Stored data
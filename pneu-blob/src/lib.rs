pub mod http;
pub mod in_memory;
pub mod range;
mod sign;
mod upload;

use std::pin::Pin;
use std::sync::Arc;

use async_trait::async_trait;
use tokio::io::AsyncRead;

pub use range::RangeRef;

/// Chunk size of the multipart presigned upload flow. The server
/// pre-allocates one signed URL per chunk of this size.
pub const UPLOAD_PART_SIZE: usize = 10 * 1024 * 1024;

/// A streaming read handle over a blob's bytes. The caller owns it and
/// drives it to completion (or drops it to abandon the transfer).
pub type BlobStream = Pin<Box<dyn AsyncRead + Send>>;

/// Payload handed to [`BlobStore::upload`].
pub type UploadBody = Pin<Box<dyn AsyncRead + Send>>;

pub type DynBlobStore = Arc<dyn BlobStore>;

#[derive(Debug, thiserror::Error)]
pub enum BlobError {
    #[error("blob not found")]
    NotFound,
    #[error("access to blob denied")]
    Forbidden,
    #[error("invalid arguments: {0}")]
    InvalidArguments(String),
    #[error("blob endpoint failure: {0}")]
    ServerFail(String),
    #[error("i/o failure: {0}")]
    Io(#[from] std::io::Error),
}

/// Result of a completed upload.
#[derive(Debug, Clone, PartialEq, Eq)]
pub struct Uploaded {
    pub blob_id: String,
    /// Number of payload octets streamed into the blob.
    pub size: u64,
}

/// Contract over the content-addressed blob endpoint.
///
/// All operations accept either an opaque blob id or a range blob
/// identifier `<blobId>,<start>,<end>` (see [`range`]); the endpoint
/// serves bytes `[start, end)` of the underlying blob for the latter.
#[async_trait]
pub trait BlobStore: Send + Sync {
    /// Fetch the whole blob into memory. Retries transient failures with
    /// bounded exponential backoff.
    async fn fetch(&self, account: &str, blob_id: &str) -> Result<Vec<u8>, BlobError>;

    /// Open a streaming read handle. No internal retry: a byte stream is
    /// not idempotent, the caller owns the restart policy.
    async fn stream(&self, account: &str, blob_id: &str) -> Result<BlobStream, BlobError>;

    /// Delete a blob. Deleting an absent blob succeeds.
    async fn delete(&self, account: &str, blob_id: &str) -> Result<(), BlobError>;

    /// Stream `body` into a newly allocated blob and return its id along
    /// with the number of octets written.
    async fn upload(
        &self,
        account: &str,
        content_type: &str,
        body: UploadBody,
    ) -> Result<Uploaded, BlobError>;
}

## YOUR TASK
From the data above, copy each line exactly.

## EXERCISE SOLUTION
filename pneu-blob/src/lib.rs
pub mod http;
pub mod in_memory;
pub mod range;
mod sign;
mod upload;

use std::pin::Pin;
use std::sync::Arc;

use async_trait::async_trait;
use tokio::io::AsyncRead;

pub use range::RangeRef;

/// Chunk size of the multipart presigned upload flow. The server
/// pre-allocates one signed URL per chunk of this size.
pub const UPLOAD_PART_SIZE: usize = 10 * 1024 * 1024;

/// A streaming read handle over a blob's bytes. The caller owns it and
/// drives it to completion (or drops it to abandon the transfer).
pub type BlobStream = Pin<Box<dyn AsyncRead + Send>>;

/// Payload handed to [`BlobStore::upload`].
pub type UploadBody = Pin<Box<dyn AsyncRead + Send>>;

pub type DynBlobStore = Arc<dyn BlobStore>;

#[derive(Debug, thiserror::Error)]
pub enum BlobError {
    #[error("blob not found")]
    NotFound,
    #[error("access to blob denied")]
    Forbidden,
    #[error("invalid arguments: {0}")]
    InvalidArguments(String),
    #[error("blob endpoint failure: {0}")]
    ServerFail(String),
    #[error("i/o failure: {0}")]
    Io(#[from] std::io::Error),
}

/// Result of a completed upload.
#[derive(Debug, Clone, PartialEq, Eq)]
pub struct Uploaded {
    pub blob_id: String,
    /// Number of payload octets streamed into the blob.
    pub size: u64,
}

/// Contract over the content-addressed blob endpoint.
///
/// All operations accept either an opaque blob id or a range blob
/// identifier `<blobId>,<start>,<end>` (see [`range`]); the endpoint
/// serves bytes `[start, end)` of the underlying blob for the latter.
#[async_trait]
pub trait BlobStore: Send + Sync {
    /// Fetch the whole blob into memory. Retries transient failures with
    /// bounded exponential backoff.
    async fn fetch(&self, account: &str, blob_id: &str) -> Result<Vec<u8>, BlobError>;

    /// Open a streaming read handle. No internal retry: a byte stream is
    /// not idempotent, the caller owns the restart policy.
    async fn stream(&self, account: &str, blob_id: &str) -> Result<BlobStream, BlobError>;

    /// Delete a blob. Deleting an absent blob succeeds.
    async fn delete(&self, account: &str, blob_id: &str) -> Result<(), BlobError>;

    /// Stream `body` into a newly allocated blob and return its id along
    /// with the number of octets written.
    async fn upload(
        &self,
        account: &str,
        content_type: &str,
        body: UploadBody,
    ) -> Result<Uploaded, BlobError>;
}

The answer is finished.